İnsan doğasının temel yapısı, sahip olduğu imkanların verdiği rehavet ile değişir. Geçmişimizde doktorluk mesleğinin, o ulaşılması güç mevkisi karşısında duyduğumuz hürmetin zayıfladığını görmekteyiz. Tabi bu geçiş süreçleri ile alakalı, sosyal imkanların yoksunluğunun unutulması ile oluşan yeni çehre biraz abartma psikolojisini de beraberinde getiriyor.

Bıçağın diğer yüzünden bakarsak da, özellikle tam gün yasası ile demoralize olmuş bir meslek kuruluşu göreceğiz. Geçmiş süreçte kendi muayenesi olan, harici şekillerde de belli ücretler karşılığında hizmet veren doktorlar, şimdi sabit bir alanda meslek icrası etmek zorunda kalmışlardır. Bunun doğrusu ya da yanlışı üzerine değerlendirme yapmaktan ziyade, yapılan köklü değişimin ortaya çıkardığı sonuçlar yönünden irdelenmesi gerektiği inancındayım. Bu konu bir geçiş sürecinin yansıması. Doktorlar bu denli yoğun bir çalışma ve bağlanma durumuna alışık değiller. Haliyle çıkan sonuç birbirine bağlı ancak farklı iki yapının çok daha yoğun şekilde temasına neden olmuştur.

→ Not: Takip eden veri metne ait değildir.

//! # Session Module
//!
//! A `Session` owns everything one unit of work needs: the storage backend,
//! the schema catalog and the record graphs opened so far. Nothing is shared
//! between sessions; callers build one per request or command.
//!
//! `Session::record(id)` hands out a `RecordHandle` that borrows all three and
//! forwards to `GraphStore`/`SchemaCatalog` with the store and catalog
//! injected, so no operation reaches for hidden global state.

use crate::export::ExportOptions;
use crate::formats::RdfFormat;
use crate::knowledge::GraphStore;
use crate::materialize::{Entity, Field, FieldOption};
use crate::schema::SchemaCatalog;
use crate::storage::{StorageBackend, TripleStore};
use crate::{RatioError, RecordId, RecordInfo, Term, Validity};
use std::borrow::Cow;
use std::collections::btree_map::Entry;
use std::collections::{BTreeMap, BTreeSet};
use std::path::Path;
use tracing::info;

/// Store, catalog and open records of one unit of work.
#[derive(Debug)]
pub struct Session {
    backend: StorageBackend,
    schema: SchemaCatalog,
    records: BTreeMap<RecordId, GraphStore>,
    /// URI of the acting user, recorded as creator of schema options.
    identity: Option<String>,
}

impl Session {
    /// Open a session over `backend`, loading its schema.
    pub fn open(backend: StorageBackend) -> Result<Self, RatioError> {
        let schema = SchemaCatalog::open(&backend)?;
        Ok(Self {
            backend,
            schema,
            records: BTreeMap::new(),
            identity: None,
        })
    }

    /// A session over a fresh in-memory store.
    pub fn in_memory() -> Result<Self, RatioError> {
        Self::open(StorageBackend::in_memory())
    }

    /// A session over a redb database at `path`.
    pub fn with_redb(path: impl AsRef<Path>) -> Result<Self, RatioError> {
        Self::open(StorageBackend::open_redb(path)?)
    }

    #[must_use]
    pub fn backend(&self) -> &StorageBackend {
        &self.backend
    }

    #[must_use]
    pub fn schema(&self) -> &SchemaCatalog {
        &self.schema
    }

    #[must_use]
    pub fn identity(&self) -> Option<&str> {
        self.identity.as_deref()
    }

    /// Replace the schema. Open records rebuild their trees on next read.
    pub fn load_schema(&mut self, data: &str, format: RdfFormat) -> Result<usize, RatioError> {
        self.schema.load_schema(&mut self.backend, data, format)
    }

    /// Register the acting user so minted URIs never collide with it.
    pub fn register_identity(&mut self, name: &str, uri: &str) -> Result<(), RatioError> {
        Term::parse_uri(uri)?;
        self.backend.register_identity(name, uri)?;
        self.identity = Some(uri.to_string());
        Ok(())
    }

    /// Records that are not deleted, by id.
    pub fn records(&self) -> Result<Vec<(RecordId, RecordInfo)>, RatioError> {
        let mut records = self.backend.records()?;
        records.retain(|(_, info)| !info.deleted);
        Ok(records)
    }

    pub fn deleted_records(&self) -> Result<Vec<(RecordId, RecordInfo)>, RatioError> {
        let mut records = self.backend.records()?;
        records.retain(|(_, info)| info.deleted);
        Ok(records)
    }

    pub fn rename_record(&mut self, id: RecordId, name: &str) -> Result<(), RatioError> {
        self.backend.rename_record(id, name)?;
        info!(record = %id, name, "record renamed");
        Ok(())
    }

    pub fn set_finished(&mut self, id: RecordId, finished: bool) -> Result<(), RatioError> {
        self.backend.set_finished(id, finished)?;
        info!(record = %id, finished, "record status changed");
        Ok(())
    }

    /// Hide a record from listings and refuse to open it until restored.
    pub fn delete_record(&mut self, id: RecordId) -> Result<(), RatioError> {
        self.backend.delete_record(id)?;
        self.records.remove(&id);
        info!(record = %id, "record deleted");
        Ok(())
    }

    pub fn restore_record(&mut self, id: RecordId) -> Result<(), RatioError> {
        self.backend.restore_record(id)?;
        info!(record = %id, "record restored");
        Ok(())
    }

    /// Create a record, seeded from `template` when given.
    pub fn create_record(
        &mut self,
        name: &str,
        template: Option<&str>,
    ) -> Result<RecordId, RatioError> {
        let id = self.backend.create_record(name)?;
        info!(record = %id, name, "record created");
        if let Some(script) = template {
            self.record(id)?.execute_instructions(script)?;
        }
        Ok(id)
    }

    /// Borrow record `id`, opening it on first use.
    pub fn record(&mut self, id: RecordId) -> Result<RecordHandle<'_>, RatioError> {
        let graph = match self.records.entry(id) {
            Entry::Occupied(entry) => entry.into_mut(),
            Entry::Vacant(entry) => entry.insert(GraphStore::open(&self.backend, id)?),
        };
        Ok(RecordHandle {
            store: &mut self.backend,
            schema: &mut self.schema,
            graph,
            identity: self.identity.as_deref(),
        })
    }
}

/// One record with the store and catalog injected.
#[derive(Debug)]
pub struct RecordHandle<'a> {
    store: &'a mut StorageBackend,
    schema: &'a mut SchemaCatalog,
    graph: &'a mut GraphStore,
    identity: Option<&'a str>,
}

impl RecordHandle<'_> {
    #[must_use]
    pub fn id(&self) -> RecordId {
        self.graph.id()
    }

    #[must_use]
    pub fn graph(&self) -> &GraphStore {
        self.graph
    }

    #[must_use]
    pub fn schema(&self) -> &SchemaCatalog {
        self.schema
    }

    #[must_use]
    pub fn root_uri(&self) -> Option<Term> {
        self.graph.root_uri()
    }

    pub fn root(&mut self) -> Result<&Entity, RatioError> {
        self.graph.root(&*self.schema)
    }

    pub fn entity(&mut self, uri: &Term) -> Result<Cow<'_, Entity>, RatioError> {
        self.graph.entity(&*self.schema, uri)
    }

    pub fn field(&mut self, entity: &Term, property: &Term) -> Result<Field, RatioError> {
        self.graph.field(&*self.schema, entity, property)
    }

    pub fn free_index(&self, entity: &Term, property: &Term) -> Result<u64, RatioError> {
        self.graph.free_index(&*self.store, entity, property)
    }

    #[must_use]
    pub fn sorted_values(&self, entity: &Term, property: &Term) -> Vec<(u64, Term)> {
        self.graph.sorted_values(entity, property)
    }

    #[must_use]
    pub fn is_individual_deletable(&self, uri: &Term) -> bool {
        self.graph.is_individual_deletable(&*self.schema, uri)
    }

    pub fn set_root(&mut self, uri: &Term) -> Result<(), RatioError> {
        self.graph.set_root(&mut *self.store, uri)
    }

    pub fn new_root(&mut self, class: &Term, label: &str) -> Result<Entity, RatioError> {
        self.graph.new_root(&mut *self.store, &*self.schema, class, label)
    }

    pub fn new_value(&mut self, entity: &Term, property: &Term) -> Result<u64, RatioError> {
        self.graph.new_value(&mut *self.store, &*self.schema, entity, property)
    }

    pub fn change_value(
        &mut self,
        entity: &Term,
        property: &Term,
        index: u64,
        raw: &str,
    ) -> Result<Validity, RatioError> {
        self.graph
            .change_value(&mut *self.store, &*self.schema, entity, property, index, raw)
    }

    pub fn change_label(&mut self, entity: &Term, label: &str) -> Result<(), RatioError> {
        self.graph.change_label(&mut *self.store, entity, label)
    }

    pub fn new_individual(
        &mut self,
        class: &Term,
        label: &str,
        parent: Option<(&Term, &Term)>,
    ) -> Result<(Entity, BTreeSet<Term>), RatioError> {
        self.graph
            .new_individual(&mut *self.store, &*self.schema, class, label, parent)
    }

    /// A custom option kept in this record.
    pub fn new_option(
        &mut self,
        class: &Term,
        label: &str,
    ) -> Result<(FieldOption, BTreeSet<Term>), RatioError> {
        self.graph.new_option(&mut *self.store, &*self.schema, class, label)
    }

    /// A custom option added to the schema, created by the session identity.
    pub fn new_schema_option(
        &mut self,
        class: &Term,
        label: &str,
    ) -> Result<(FieldOption, BTreeSet<Term>), RatioError> {
        self.schema
            .new_option(&mut *self.store, class, label, self.identity)
    }

    pub fn delete_individual_recursive(
        &mut self,
        uri: &Term,
    ) -> Result<BTreeSet<Term>, RatioError> {
        self.graph
            .delete_individual_recursive(&mut *self.store, &*self.schema, uri)
    }

    pub fn undo_delete_individual(&mut self, uri: &Term) -> Result<usize, RatioError> {
        self.graph.undo_delete_individual(&mut *self.store, uri)
    }

    pub fn load_data(&mut self, data: &str, format: RdfFormat) -> Result<usize, RatioError> {
        self.graph.load_data(&mut *self.store, &*self.schema, data, format)
    }

    pub fn execute_instructions(
        &mut self,
        script: &str,
    ) -> Result<BTreeMap<String, Term>, RatioError> {
        self.graph
            .execute_instructions(&mut *self.store, &*self.schema, script)
    }

    pub fn export(&self, options: &ExportOptions) -> Result<String, RatioError> {
        self.graph.export(&*self.schema, options)
    }
}

// =============================================================================
// TESTS
// =============================================================================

Zorunluluk ve eski düzen nedeniyle hastanelerden uzak yaşamaya alışmış olan halkımız, yeni yasal reformlar ile bu yoksunluğunu kırmış durumda. Ancak biraz anlayışta beraberinde gelmeli. Sağlık sektörü inanılmaz bir yoğunluk ve hasta artışı yaşıyor. Hekim sayısı yetersiz ve kadrolarda açık mevcut. Hekim sayısının yetersizliği beraberinde yoğun iş yükünü getirmiş durumda. Yüksek hasta sayısı karşısında insanüstü emek ve mesai ile doktorlar hizmet karşılığı verebiliyor. Tabi bu durum vatandaş tarafından “ilgisiz bırakılmak” ile ithamına neden oluyor.

HASTA VE YAKINLARINI TEPKİLERİNİ “ŞİDDET GÖSTEREREK” VERİNCE

“Sağlık personeli de insan” dememeli miyiz? Yoksa onları insani sıfatlar içine mi koyamıyoruz? Tabi ki hasta kişinin canı kıymetli ancak, o hasta gibi birçok kişide şifa beklerken, şifayı verecek olan kişiyi infaz ne diye?

Yoğun iş yükü ve talep karşısındaki sınırlı doktor sayısı toplumda ve özellikle hasta yakınları tarafından ciddi bir reaksiyona neden olmaktadır. Tepkilerimizi gösterme noktasında sınır sahibi olamamanın neticesinde oluşan mağduriyetler içler acısı. Tepkiyi bu denli hunharca gösterilmesi bana göre kabul edilemez. Ancak yargı ve yasalar ne yazık ki bu konuda çok yetersiz. Doktorun güvenliği elbette ki telafisiz derecede önemli. Çünkü o hasta yatağında bizim ya da bir yakınımızın olduğu gün, işte o doktorlara ihtiyaç günüdür. Ve öncesinde akıl edilmelidir. Neden mi?

SAĞLIK PERSONELİ VE BEYİN GÖÇÜ

Bir tıp mensubunun eğitim süreci, yüksek başarı ile üniversitesine başlamasından sonra 6 yıl. 4 yıl uzmanlık ile etti 10 yıl. 6 yıl da doçentlik için eklesek 16 yıllık bir emek, eğitim ve yatırımın sonucudur sadece 1 doktor. İşte böyle bir yatırım neticesinde doktor mesleki vazifesini yerine getirecek kıvama geliyor. En iyi yatırım hazır doktor ithalidir. Özellikle Avrupa ve Amerika’dan ciddi talep de söz konusu. Sağlanan ekonomik imkân ve teklifleri de ayrıntılı şekilde bahsetmeme gerek yok diye düşünüyorum.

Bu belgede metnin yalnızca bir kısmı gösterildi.